> Required action: All of the data below should be copied exactly as it stands.

Stored data
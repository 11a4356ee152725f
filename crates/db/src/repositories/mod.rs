pub mod caller_repo;
pub mod quota_repo;

pub use caller_repo::CallerRepo;
pub use quota_repo::QuotaRepo;
//! Repository for the `callers` table.

use folio_core::types::DbId;
use sqlx::PgPool;

use crate::models::caller::{Caller, CreateCaller};

const COLUMNS: &str = "\
    id, name, key_hash, key_prefix, tier, monthly_quota, \
    is_active, last_used_at, created_at, updated_at";

pub struct CallerRepo;

impl CallerRepo {
    pub async fn create(pool: &PgPool, input: &CreateCaller) -> Result<Caller, sqlx::Error> {
        let query = format!(
            "INSERT INTO callers (name, key_hash, key_prefix, tier, monthly_quota) \
             VALUES ($1, $2, $3, $4, $5) \
             RETURNING {COLUMNS}"
        );
        sqlx::query_as::<_, Caller>(&query)
            .bind(&input.name)
            .bind(&input.key_hash)
            .bind(&input.key_prefix)
            .bind(input.tier.name())
            .bind(input.monthly_quota)
            .fetch_one(pool)
            .await
    }

    pub async fn find_by_id(pool: &PgPool, id: DbId) -> Result<Option<Caller>, sqlx::Error> {
        let query = format!("SELECT {COLUMNS} FROM callers WHERE id = $1");
        sqlx::query_as::<_, Caller>(&query)
            .bind(id)
            .fetch_optional(pool)
            .await
    }

    /// Find an active caller by the SHA-256 hash of their API key.
    pub async fn find_active_by_hash(
        pool: &PgPool,
        key_hash: &str,
    ) -> Result<Option<Caller>, sqlx::Error> {
        let query =
            format!("SELECT {COLUMNS} FROM callers WHERE key_hash = $1 AND is_active = true");
        sqlx::query_as::<_, Caller>(&query)
            .bind(key_hash)
            .fetch_optional(pool)
            .await
    }

    /// Stamp `last_used_at`. Returns whether a row was updated.
    pub async fn touch_last_used(pool: &PgPool, id: DbId) -> Result<bool, sqlx::Error> {
        let result = sqlx::query("UPDATE callers SET last_used_at = NOW() WHERE id = $1")
            .bind(id)
            .execute(pool)
            .await?;
        Ok(result.rows_affected() > 0)
    }

    /// Deactivate a caller; their key stops resolving immediately.
    pub async fn deactivate(pool: &PgPool, id: DbId) -> Result<bool, sqlx::Error> {
        let result = sqlx::query(
            "UPDATE callers SET is_active = false, updated_at = NOW() \
             WHERE id = $1 AND is_active = true",
        )
        .bind(id)
        .execute(pool)
        .await?;
        Ok(result.rows_affected() > 0)
    }
}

> Solution for this problem:
repository 11a4356ee152725f
filename crates/db/src/repositories/mod.rs
pub mod caller_repo;
pub mod quota_repo;

pub use caller_repo::CallerRepo;
pub use quota_repo::QuotaRepo;
//! Repository for the `callers` table.

use folio_core::types::DbId;
use sqlx::PgPool;

use crate::models::caller::{Caller, CreateCaller};

const COLUMNS: &str = "\
    id, name, key_hash, key_prefix, tier, monthly_quota, \
    is_active, last_used_at, created_at, updated_at";

pub struct CallerRepo;

impl CallerRepo {
    pub async fn create(pool: &PgPool, input: &CreateCaller) -> Result<Caller, sqlx::Error> {
        let query = format!(
            "INSERT INTO callers (name, key_hash, key_prefix, tier, monthly_quota) \
             VALUES ($1, $2, $3, $4, $5) \
             RETURNING {COLUMNS}"
        );
        sqlx::query_as::<_, Caller>(&query)
            .bind(&input.name)
            .bind(&input.key_hash)
            .bind(&input.key_prefix)
            .bind(input.tier.name())
            .bind(input.monthly_quota)
            .fetch_one(pool)
            .await
    }

    pub async fn find_by_id(pool: &PgPool, id: DbId) -> Result<Option<Caller>, sqlx::Error> {
        let query = format!("SELECT {COLUMNS} FROM callers WHERE id = $1");
        sqlx::query_as::<_, Caller>(&query)
            .bind(id)
            .fetch_optional(pool)
            .await
    }

    /// Find an active caller by the SHA-256 hash of their API key.
    pub async fn find_active_by_hash(
        pool: &PgPool,
        key_hash: &str,
    ) -> Result<Option<Caller>, sqlx::Error> {
        let query =
            format!("SELECT {COLUMNS} FROM callers WHERE key_hash = $1 AND is_active = true");
        sqlx::query_as::<_, Caller>(&query)
            .bind(key_hash)
            .fetch_optional(pool)
            .await
    }

    /// Stamp `last_used_at`. Returns whether a row was updated.
    pub async fn touch_last_used(pool: &PgPool, id: DbId) -> Result<bool, sqlx::Error> {
        let result = sqlx::query("UPDATE callers SET last_used_at = NOW() WHERE id = $1")
            .bind(id)
            .execute(pool)
            .await?;
        Ok(result.rows_affected() > 0)
    }

    /// Deactivate a caller; their key stops resolving immediately.
    pub async fn deactivate(pool: &PgPool, id: DbId) -> Result<bool, sqlx::Error> {
        let result = sqlx::query(
            "UPDATE callers SET is_active = false, updated_at = NOW() \
             WHERE id = $1 AND is_active = true",
        )
        .bind(id)
        .execute(pool)
        .await?;
        Ok(result.rows_affected() > 0)
    }
}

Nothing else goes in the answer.